De nombreux détournements possibles interdits par la loi
Le piment d’Espelette AOP a expérimenté de nombreux types de détournements, en raison de sa double spécificité. « Nous sommes une toute petite filière, avec à peine 200 producteurs, sur une aire géographique très limitée mais avec une notoriété exceptionnelle en France et à l’étranger. Cette différence de taille aiguise des appétits. Et nous sommes aussi un ingrédient », explique Martine Damois, productrice et ancienne présidente du Syndicat du piment d’Espelette AOP. Du détournement de logo pour jouer sur l’image (Michel et Augustin qui avait repris l’ancien logo) au détournement de la variété et de l’aire géographique (conflit avec le piment basque) en passant par le détournement du conditionnement, le piment d’Espelette en a vu de toutes les couleurs. « Face à cela, nous faisons beaucoup de veille, y compris nos producteurs qui ont été sensibilisés », précise Pauline Champon-Urrizaga, en charge de la protection au syndicat.
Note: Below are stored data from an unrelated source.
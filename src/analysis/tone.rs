use rand::{rngs::StdRng, seq::index, SeedableRng};

use crate::models::SkinTone;

/// Pinned seed for centroid initialization, so identical pixels always yield
/// identical centroids
pub const CLUSTER_SEED: u64 = 42;

const MAX_ITERATIONS: usize = 300;
const CONVERGENCE_TOLERANCE: f64 = 1e-4;

/// Lloyd's k-means over 3-channel points.
///
/// Returns the centroids ordered by cluster size, largest first. With `k == 1`
/// the single centroid is the component-wise mean.
pub fn kmeans(points: &[[u8; 3]], k: usize, seed: u64) -> Vec<[f64; 3]> {
    let k = k.min(points.len());
    if k == 0 {
        return Vec::new();
    }

    let mut rng = StdRng::seed_from_u64(seed);
    let mut centroids: Vec<[f64; 3]> = index::sample(&mut rng, points.len(), k)
        .into_iter()
        .map(|i| to_f64(points[i]))
        .collect();
    let mut sizes = vec![0usize; k];

    for _ in 0..MAX_ITERATIONS {
        let mut sums = vec![[0.0f64; 3]; k];
        sizes.iter_mut().for_each(|s| *s = 0);

        for point in points {
            let p = to_f64(*point);
            let nearest = nearest_index(&centroids, p);
            sums[nearest][0] += p[0];
            sums[nearest][1] += p[1];
            sums[nearest][2] += p[2];
            sizes[nearest] += 1;
        }

        let mut shift = 0.0;
        for (c, (sum, &size)) in centroids.iter_mut().zip(sums.iter().zip(&sizes)) {
            // Empty clusters keep their previous centroid
            if size == 0 {
                continue;
            }
            let n = size as f64;
            let updated = [sum[0] / n, sum[1] / n, sum[2] / n];
            shift += squared_distance(*c, updated);
            *c = updated;
        }

        if shift <= CONVERGENCE_TOLERANCE {
            break;
        }
    }

    let mut ranked: Vec<([f64; 3], usize)> = centroids.into_iter().zip(sizes).collect();
    ranked.sort_by(|a, b| b.1.cmp(&a.1));
    ranked.into_iter().map(|(c, _)| c).collect()
}

/// Representative color of a skin pixel set
pub fn dominant_color(pixels: &[[u8; 3]]) -> Option<[f64; 3]> {
    kmeans(pixels, 1, CLUSTER_SEED).into_iter().next()
}

/// Nearest tone anchor by Euclidean distance; earlier tones win ties
pub fn classify_tone(color: [f64; 3]) -> SkinTone {
    let mut best = SkinTone::ALL[0];
    let mut best_distance = f64::INFINITY;

    for tone in SkinTone::ALL {
        let anchor = tone.anchor().map(f64::from);
        let distance = squared_distance(color, anchor);
        if distance < best_distance {
            best = tone;
            best_distance = distance;
        }
    }

    best
}

/// Classify a set of LAB skin pixels. `None` for an empty set.
pub fn detect_skin_tone(pixels: &[[u8; 3]]) -> Option<SkinTone> {
    dominant_color(pixels).map(classify_tone)
}

fn nearest_index(centroids: &[[f64; 3]], point: [f64; 3]) -> usize {
    centroids
        .iter()
        .enumerate()
        .map(|(i, c)| (i, squared_distance(*c, point)))
        .fold((0, f64::INFINITY), |best, current| {
            if current.1 < best.1 {
                current
            } else {
                best
            }
        })
        .0
}

fn squared_distance(a: [f64; 3], b: [f64; 3]) -> f64 {
    (a[0] - b[0]).powi(2) + (a[1] - b[1]).powi(2) + (a[2] - b[2]).powi(2)
}

fn to_f64(p: [u8; 3]) -> [f64; 3] {
    [p[0] as f64, p[1] as f64, p[2] as f64]
}

#[cfg(test)]
mod tests {
    use super::*;

    #[test]
    fn test_single_cluster_is_mean() {
        let pixels = [[100, 130, 140], [110, 140, 150], [120, 150, 160]];
        let color = dominant_color(&pixels).unwrap();
        assert!((color[0] - 110.0).abs() < 1e-9);
        assert!((color[1] - 140.0).abs() < 1e-9);
        assert!((color[2] - 150.0).abs() < 1e-9);
    }

    #[test]
    fn test_empty_pixels_have_no_tone() {
        assert_eq!(detect_skin_tone(&[]), None);
    }

    #[test]
    fn test_anchor_colors_classify_to_themselves() {
        for tone in SkinTone::ALL {
            assert_eq!(classify_tone(tone.anchor().map(f64::from)), tone);
        }
    }

    #[test]
    fn test_equidistant_color_resolves_to_first_defined() {
        // Midpoint between Light and Medium anchors
        assert_eq!(classify_tone([175.0, 129.0, 134.0]), SkinTone::Light);
        // Midpoint between Tan and Dark anchors
        assert_eq!(classify_tone([95.0, 155.0, 165.0]), SkinTone::Tan);
    }

    #[test]
    fn test_classification_is_repeatable() {
        let pixels: Vec<[u8; 3]> = (0..500u32)
            .map(|i| [(120 + i % 40) as u8, (135 + i % 11) as u8, (140 + i % 17) as u8])
            .collect();
        let first = detect_skin_tone(&pixels);
        for _ in 0..5 {
            assert_eq!(detect_skin_tone(&pixels), first);
        }
    }

    #[test]
    fn test_kmeans_separates_two_clusters() {
        let mut pixels = vec![[50u8, 170, 180]; 30];
        pixels.extend(vec![[200u8, 128, 128]; 10]);
        let centroids = kmeans(&pixels, 2, CLUSTER_SEED);
        assert_eq!(centroids.len(), 2);
        assert_eq!(classify_tone(centroids[0]), SkinTone::Deep);
        assert_eq!(classify_tone(centroids[1]), SkinTone::Light);
    }
}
Plusieurs modes d’actions pour l’Inao
« Déclinaisons, usurpations, évocations, détournements de notoriété…, il y a une très grande diversité des actes frauduleux observés. Et ces actes sont en hausse, estime Fanny Hennequin, responsable du Service juridique et international de l’Inao. Mais cela est sûrement à mettre en parallèle avec la hausse des moyens de détection – le digital, les consommateurs qui nous remontent directement les informations, etc. – et la hausse des budgets qui permet plus d’actions, notamment sur le contentieux. »
Alors que fait l’Inao ? En France et à l’international, beaucoup de veille, avec un dispositif spécifique pour la surveillance des enregistrements de marques. L’institut peut aussi lancer des procédures à l’amiable face à une utilisation illicite (non-respect du cahier des charges, étiquetage illégal…) ou bien aller au contentieux par des actions civiles (avec l’ODG (1) concernée), des actions pénales (à l’initiative de la DGDDI (2) ou de la DGCCRF avec l’Inao en partie civile) ou des actions devant les juridictions étrangères (Inao avec ou sans l’ODG). « Nous recherchons la résolution non contentieuse car les gens sont souvent de bonne foi, ils ne savent pas, donc un courrier suffit souvent à régler la situation, précise Fanny Hennequin. Si nous allons au contentieux, il faut être sûrs de créer une jurisprudence, car ce genre d’actions coûte plusieurs dizaines de milliers d’euros. »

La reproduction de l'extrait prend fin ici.